Keuntungan dari metode ini adalah sangat cepat. Kelemahannya adalah, baik sel hidup (layak) maupun sel mati dihitung dan metode ini tidak sensitif terhadap populasi kurang dari satu juta bakteri per mililiter.

Penghitungan dapat dilakukan dengan dua cara sebagai berikut:

(i) Bilik Petroff-Hauser:

Ini adalah ruang hitung khusus, di mana alikuot dari suspensi bakteri yang homogen dimasukkan untuk dihitung langsung di bawah mikroskop.

(ii) Smear Breed:

Sel bakteri dihitung langsung di bawah mikroskop menggunakan apusan bernoda yang dibatasi pada area seluas 1 mm ² pada slide. Ini terutama digunakan untuk pencacahan bakteri dalam susu.

(b) Penghitung Sel Elektronik:

Penghitung sel elektronik seperti ‘Coulter counter’ digunakan untuk menghitung jumlah sel bakteri secara langsung. Suspensi homogen dari sel-sel bakteri yang disiapkan dalam cairan konduksi dibiarkan melewati lubang kecil, di mana arus listrik mengalir.
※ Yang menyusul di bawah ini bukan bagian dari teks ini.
/// Convert one existing GPOS lookup verbatim (no glyph renumbering, no
/// lookup-index shifting: the lookup keeps whatever internal references
/// it already had, since it is placed at the same index it already
/// occupied in [`crate::gpos_builder::GposBuilder::merge_into_existing`]).
///
/// Returns `Err(<lookup type name>)` for lookup types this engine does
/// not reconstruct (contextual and chained-contextual positioning,
/// extension lookups) -- the caller treats that as "cannot safely merge"
/// rather than silently dropping the face's existing positioning data.
pub fn convert_existing_lookup(
    lookup: &read_gpos::PositionLookup,
) -> Result<PositionLookup, &'static str> {
    match lookup {
        read_gpos::PositionLookup::Single(read_lookup) => {
            let mut subtables = Vec::new();
            for subtable in read_lookup.subtables().iter().filter_map(|s| s.ok()) {
                match subtable {
                    read_gpos::SinglePos::Format1(f1) => {
                        let Ok(coverage) = f1.coverage() else { continue };
                        subtables.push(SinglePos::Format1(SinglePosFormat1::new(
                            to_write_coverage(&coverage),
                            f1.value_record().to_write(),
                        )));
                    }
                    read_gpos::SinglePos::Format2(f2) => {
                        let Ok(coverage) = f2.coverage() else { continue };
                        let value_records: Vec<ValueRecord> =
                            f2.value_records().iter().filter_map(|vr| vr.ok()).map(|vr| vr.to_write()).collect();
                        subtables.push(SinglePos::Format2(SinglePosFormat2::new(
                            to_write_coverage(&coverage),
                            value_records,
                        )));
                    }
                }
            }
            Ok(PositionLookup::Single(Lookup::new(read_lookup.lookup_flag(), subtables)))
        }
        read_gpos::PositionLookup::Pair(read_lookup) => {
            let mut subtables = Vec::new();
            for subtable in read_lookup.subtables().iter().filter_map(|s| s.ok()) {
                match subtable {
                    read_gpos::PairPos::Format1(f1) => {
                        let Ok(coverage) = f1.coverage() else { continue };
                        let pair_sets: Vec<PairSet> = f1
                            .pair_sets()
                            .iter()
                            .filter_map(|ps| ps.ok())
                            .map(|ps| {
                                let records: Vec<PairValueRecord> = ps
                                    .pair_value_records()
                                    .iter()
                                    .filter_map(|pvr| pvr.ok())
                                    .map(|pvr| {
                                        PairValueRecord::new(
                                            GlyphId16::new(pvr.second_glyph().to_u32() as u16),
                                            pvr.value_record1().to_write(),
                                            pvr.value_record2().to_write(),
                                        )
                                    })
                                    .collect();
                                PairSet::new(records)
                            })
                            .collect();
                        subtables
                            .push(PairPos::Format1(PairPosFormat1::new(to_write_coverage(&coverage), pair_sets)));
                    }
                    read_gpos::PairPos::Format2(f2) => {
                        let Ok(coverage) = f2.coverage() else { continue };
                        let class_def1 = f2.class_def1().map(|cd| to_write_class_def(&cd)).unwrap_or_default();
                        let class_def2 = f2.class_def2().map(|cd| to_write_class_def(&cd)).unwrap_or_default();
                        let class1_records: Vec<Class1Record> = f2
                            .class1_records()
                            .iter()
                            .filter_map(|c1r| c1r.ok())
                            .map(|c1r| {
                                let class2_records: Vec<Class2Record> = c1r
                                    .class2_records()
                                    .iter()
                                    .filter_map(|c2r| c2r.ok())
                                    .map(|c2r| {
                                        Class2Record::new(
                                            c2r.value_record1().to_write(),
                                            c2r.value_record2().to_write(),
                                        )
                                    })
                                    .collect();
                                Class1Record::new(class2_records)
                            })
                            .collect();
                        subtables.push(PairPos::Format2(PairPosFormat2::new(
                            to_write_coverage(&coverage),
                            class_def1,
                            class_def2,
                            class1_records,
                        )));
                    }
                }
            }
            Ok(PositionLookup::Pair(Lookup::new(read_lookup.lookup_flag(), subtables)))
        }
        read_gpos::PositionLookup::Cursive(read_lookup) => {
            let mut subtables = Vec::new();
            for subtable in read_lookup.subtables().iter().filter_map(|s| s.ok()) {
                let Ok(coverage) = subtable.coverage() else { continue };
                let entry_exit_records: Vec<EntryExitRecord> = subtable
                    .entry_exit_record()
                    .iter()
                    .map(|eer| {
                        let entry = eer.entry_anchor(subtable.offset_data()).and_then(|a| a.ok()).map(|a| a.to_write());
                        let exit = eer.exit_anchor(subtable.offset_data()).and_then(|a| a.ok()).map(|a| a.to_write());
                        EntryExitRecord::new(entry, exit)
                    })
                    .collect();
                subtables.push(CursivePosFormat1::new(to_write_coverage(&coverage), entry_exit_records));
            }
            Ok(PositionLookup::Cursive(Lookup::new(read_lookup.lookup_flag(), subtables)))
        }
        read_gpos::PositionLookup::MarkToBase(read_lookup) => {
            let mut subtables = Vec::new();
            for subtable in read_lookup.subtables().iter().filter_map(|s| s.ok()) {
                let (Ok(mark_cov), Ok(base_cov)) = (subtable.mark_coverage(), subtable.base_coverage()) else {
                    continue;
                };
                let mark_array = subtable.mark_array().map(|ma| ma.to_write()).unwrap_or_else(|_| MarkArray::new(vec![]));
                let base_array = subtable
                    .base_array()
                    .map(|ba| {
                        let base_records: Vec<BaseRecord> = ba
                            .base_records()
                            .iter()
                            .filter_map(|br| br.ok())
                            .map(|br| {
                                let anchors: Vec<Option<AnchorTable>> = br
                                    .base_anchors(ba.offset_data())
                                    .iter()
                                    .map(|a| a.and_then(|r| r.ok()).map(|a| a.to_write()))
                                    .collect();
                                BaseRecord::new(anchors)
                            })
                            .collect();
                        BaseArray::new(base_records)
                    })
                    .unwrap_or_else(|_| BaseArray::new(vec![]));
                subtables.push(MarkBasePosFormat1::new(
                    to_write_coverage(&mark_cov),
                    to_write_coverage(&base_cov),
                    mark_array,
                    base_array,
                ));
            }
            Ok(PositionLookup::MarkToBase(Lookup::new(read_lookup.lookup_flag(), subtables)))
        }
        read_gpos::PositionLookup::MarkToLig(read_lookup) => {
            let mut subtables = Vec::new();
            for subtable in read_lookup.subtables().iter().filter_map(|s| s.ok()) {
                let (Ok(mark_cov), Ok(lig_cov)) = (subtable.mark_coverage(), subtable.ligature_coverage()) else {
                    continue;
                };
                let mark_array = subtable.mark_array().map(|ma| ma.to_write()).unwrap_or_else(|_| MarkArray::new(vec![]));
                let ligature_array = subtable
                    .ligature_array()
                    .map(|la| {
                        let lig_attaches: Vec<LigatureAttach> = la
                            .ligature_attaches()
                            .iter()
                            .filter_map(|la| la.ok())
                            .map(|la| {
                                let component_records: Vec<ComponentRecord> = la
                                    .component_records()
                                    .iter()
                                    .filter_map(|cr| cr.ok())
                                    .map(|cr| {
                                        let anchors: Vec<Option<AnchorTable>> = cr
                                            .ligature_anchors(la.offset_data())
                                            .iter()
                                            .map(|a| a.and_then(|r| r.ok()).map(|a| a.to_write()))
                                            .collect();
                                        ComponentRecord::new(anchors)
                                    })
                                    .collect();
                                LigatureAttach::new(component_records)
                            })
                            .collect();
                        LigatureArray::new(lig_attaches)
                    })
                    .unwrap_or_else(|_| LigatureArray::new(vec![]));
                subtables.push(MarkLigPosFormat1::new(
                    to_write_coverage(&mark_cov),
                    to_write_coverage(&lig_cov),
                    mark_array,
                    ligature_array,
                ));
            }
            Ok(PositionLookup::MarkToLig(Lookup::new(read_lookup.lookup_flag(), subtables)))
        }
        read_gpos::PositionLookup::MarkToMark(read_lookup) => {
            let mut subtables = Vec::new();
            for subtable in read_lookup.subtables().iter().filter_map(|s| s.ok()) {
                let (Ok(mark1_cov), Ok(mark2_cov)) = (subtable.mark1_coverage(), subtable.mark2_coverage()) else {
                    continue;
                };
                let mark1_array = subtable.mark1_array().map(|ma| ma.to_write()).unwrap_or_else(|_| MarkArray::new(vec![]));
                let mark2_array = subtable
                    .mark2_array()
                    .map(|m2a| {
                        let mark2_records: Vec<Mark2Record> = m2a
                            .mark2_records()
                            .iter()
                            .filter_map(|m2r| m2r.ok())
                            .map(|m2r| {
                                let anchors: Vec<Option<AnchorTable>> = m2r
                                    .mark2_anchors(m2a.offset_data())
                                    .iter()
                                    .map(|a| a.and_then(|r| r.ok()).map(|a| a.to_write()))
                                    .collect();
                                Mark2Record::new(anchors)
                            })
                            .collect();
                        Mark2Array::new(mark2_records)
                    })
                    .unwrap_or_else(|_| Mark2Array::new(vec![]));
                subtables.push(MarkMarkPosFormat1::new(
                    to_write_coverage(&mark1_cov),
                    to_write_coverage(&mark2_cov),
                    mark1_array,
                    mark2_array,
                ));
            }
            Ok(PositionLookup::MarkToMark(Lookup::new(read_lookup.lookup_flag(), subtables)))
        }
        read_gpos::PositionLookup::Contextual(_) => Err("contextual positioning"),
        read_gpos::PositionLookup::ChainContextual(_) => Err("chained contextual positioning"),
        read_gpos::PositionLookup::Extension(_) => Err("extension positioning"),
    }
}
Hambatan pada orifice dicatat secara elektronik. Ketika sebuah sel melewati lubang, menjadi non-konduktor, itu meningkatkan resistensi sesaat. Berapa kali resistensi meningkat sesaat dicatat secara elektronik, yang menunjukkan jumlah bakteri yang ada dalam suspensi.

Keuntungan dari metode ini adalah sangat cepat. Kerugiannya adalah, baik sel hidup (layak) dan sel mati dihitung dan instrumen tidak dapat membedakan antara sel bakteri dan partikel inert.

(c) Metode Kimia:

Metode ini memperkirakan jumlah zat tersebut, terutama bahan kimia, yang meningkat seiring dengan peningkatan populasi bakteri.

Parameter utama yang diperkirakan adalah sebagai berikut:

(i) Konsentrasi protein

(ii) konsentrasi DNA

(iii) Berat kering

(iv) Produksi karbon dioksida

(v) Penyerapan oksigen

(vi) Produksi asam laktat

(d) Metode Turbidimetri:

Ketika bakteri ditumbuhkan dalam media cair yang kaya nutrisi (misalnya kaldu nutrisi), pertumbuhannya yang banyak membuat media menjadi keruh, karena sebagian besar sel bakteri tetap tersuspensi di dalamnya. Kekeruhan meningkat dengan bertambahnya jumlah sel dalam media. Saat kekeruhan meningkat, ‘absorbansi’ atau ‘densitas optik (OD)’ media meningkat.

OD suspensi sel bakteri dalam media diukur menggunakan spektrofotometer pada 600 nm. Jumlah sel bakteri dalam suspensi diketahui dengan membandingkan OD dengan kurva standar yang dibuat dengan memplot nilai OD untuk berbagai konsentrasi bakteri yang diketahui. Metodenya cepat, tetapi terbatas pada suspensi bakteri lebih dari 10 juta sel.

(e) Jumlah Filter Membran:

Metode ini digunakan, bila jumlah bakteri dalam sampel cair sangat sedikit. Untuk meningkatkan konsentrasi bakteri, terlebih dahulu sampel cairan disaring secara aseptik melalui alat penyaring membran yang telah disterilkan dengan menggunakan penyaring membran steril.

Filter membran yang mengandung bakteri yang terperangkap dipindahkan secara aseptik ke cawan petri steril yang berisi bantalan penyerap yang dijenuhkan dengan media cairan diferensial selektif. Media merembes ke permukaan filter. Setelah inkubasi, jumlah koloni yang terbentuk pada filter dihitung dengan menggunakan mikroskop sederhana.

(f) Metode Pelapisan Agar-Pengenceran Serial atau Metode TPC:

Ini adalah metode yang paling serbaguna dan banyak digunakan untuk pencacahan bakteri.